======== Provided records

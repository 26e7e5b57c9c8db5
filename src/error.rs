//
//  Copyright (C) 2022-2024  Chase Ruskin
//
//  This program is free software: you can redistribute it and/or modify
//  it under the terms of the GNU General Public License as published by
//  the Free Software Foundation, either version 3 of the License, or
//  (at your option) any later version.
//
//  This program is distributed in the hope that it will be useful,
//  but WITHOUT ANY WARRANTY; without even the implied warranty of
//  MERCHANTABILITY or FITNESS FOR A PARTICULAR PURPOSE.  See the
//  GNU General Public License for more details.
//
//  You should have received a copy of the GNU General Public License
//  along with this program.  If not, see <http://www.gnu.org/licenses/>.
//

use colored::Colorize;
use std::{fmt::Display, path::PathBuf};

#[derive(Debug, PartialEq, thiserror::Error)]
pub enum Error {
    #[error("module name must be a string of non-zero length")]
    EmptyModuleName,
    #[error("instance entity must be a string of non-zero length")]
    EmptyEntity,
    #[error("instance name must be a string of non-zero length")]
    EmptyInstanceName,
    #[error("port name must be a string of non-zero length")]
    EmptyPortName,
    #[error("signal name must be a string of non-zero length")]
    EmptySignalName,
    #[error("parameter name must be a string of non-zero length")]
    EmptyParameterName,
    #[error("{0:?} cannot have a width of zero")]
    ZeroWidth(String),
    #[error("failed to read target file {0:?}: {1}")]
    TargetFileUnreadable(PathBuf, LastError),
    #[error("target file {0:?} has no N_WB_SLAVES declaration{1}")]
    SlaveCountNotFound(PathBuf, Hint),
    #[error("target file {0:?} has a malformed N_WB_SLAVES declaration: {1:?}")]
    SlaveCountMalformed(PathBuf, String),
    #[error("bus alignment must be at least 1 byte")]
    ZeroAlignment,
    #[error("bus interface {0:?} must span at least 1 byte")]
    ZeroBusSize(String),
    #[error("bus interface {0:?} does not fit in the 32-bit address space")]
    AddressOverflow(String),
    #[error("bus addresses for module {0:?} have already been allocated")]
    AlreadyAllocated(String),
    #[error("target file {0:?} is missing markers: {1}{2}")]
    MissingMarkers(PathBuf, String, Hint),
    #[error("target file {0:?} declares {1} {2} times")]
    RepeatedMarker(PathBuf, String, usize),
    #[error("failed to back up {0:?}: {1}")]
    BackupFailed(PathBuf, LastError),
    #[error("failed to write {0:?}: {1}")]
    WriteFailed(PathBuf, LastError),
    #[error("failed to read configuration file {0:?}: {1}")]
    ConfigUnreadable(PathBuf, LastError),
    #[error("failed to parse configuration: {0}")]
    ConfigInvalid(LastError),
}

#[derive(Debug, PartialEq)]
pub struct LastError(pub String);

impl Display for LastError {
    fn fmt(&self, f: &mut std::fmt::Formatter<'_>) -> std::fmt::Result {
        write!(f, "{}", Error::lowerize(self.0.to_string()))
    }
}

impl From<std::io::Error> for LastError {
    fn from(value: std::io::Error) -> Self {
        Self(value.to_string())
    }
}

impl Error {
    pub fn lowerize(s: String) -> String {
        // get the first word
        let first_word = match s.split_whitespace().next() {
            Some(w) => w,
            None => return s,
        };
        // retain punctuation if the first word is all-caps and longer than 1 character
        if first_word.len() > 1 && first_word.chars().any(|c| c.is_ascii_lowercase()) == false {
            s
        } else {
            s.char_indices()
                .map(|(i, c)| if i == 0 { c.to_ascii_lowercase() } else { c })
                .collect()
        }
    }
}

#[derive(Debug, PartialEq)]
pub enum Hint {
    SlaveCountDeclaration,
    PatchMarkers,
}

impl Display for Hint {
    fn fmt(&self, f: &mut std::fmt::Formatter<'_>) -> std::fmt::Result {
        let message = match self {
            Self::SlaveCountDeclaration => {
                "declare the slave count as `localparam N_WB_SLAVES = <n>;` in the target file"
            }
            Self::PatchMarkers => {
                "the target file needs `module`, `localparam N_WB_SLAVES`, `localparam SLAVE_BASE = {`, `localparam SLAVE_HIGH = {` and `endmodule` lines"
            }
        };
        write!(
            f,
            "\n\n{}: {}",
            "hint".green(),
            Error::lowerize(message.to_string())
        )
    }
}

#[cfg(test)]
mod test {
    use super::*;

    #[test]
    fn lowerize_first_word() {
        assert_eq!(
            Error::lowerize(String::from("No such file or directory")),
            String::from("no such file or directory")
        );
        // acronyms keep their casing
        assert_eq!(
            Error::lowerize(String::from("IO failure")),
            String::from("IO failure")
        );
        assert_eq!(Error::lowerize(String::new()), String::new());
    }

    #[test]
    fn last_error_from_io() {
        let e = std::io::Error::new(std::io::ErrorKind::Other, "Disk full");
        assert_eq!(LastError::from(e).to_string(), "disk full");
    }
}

================

Wherever a line contains the string "localparam", copy that line from the data.

*Task solution*:
                "declare the slave count as `localparam N_WB_SLAVES = <n>;` in the target file"
                "the target file needs `module`, `localparam N_WB_SLAVES`, `localparam SLAVE_BASE = {`, `localparam SLAVE_HIGH = {` and `endmodule` lines"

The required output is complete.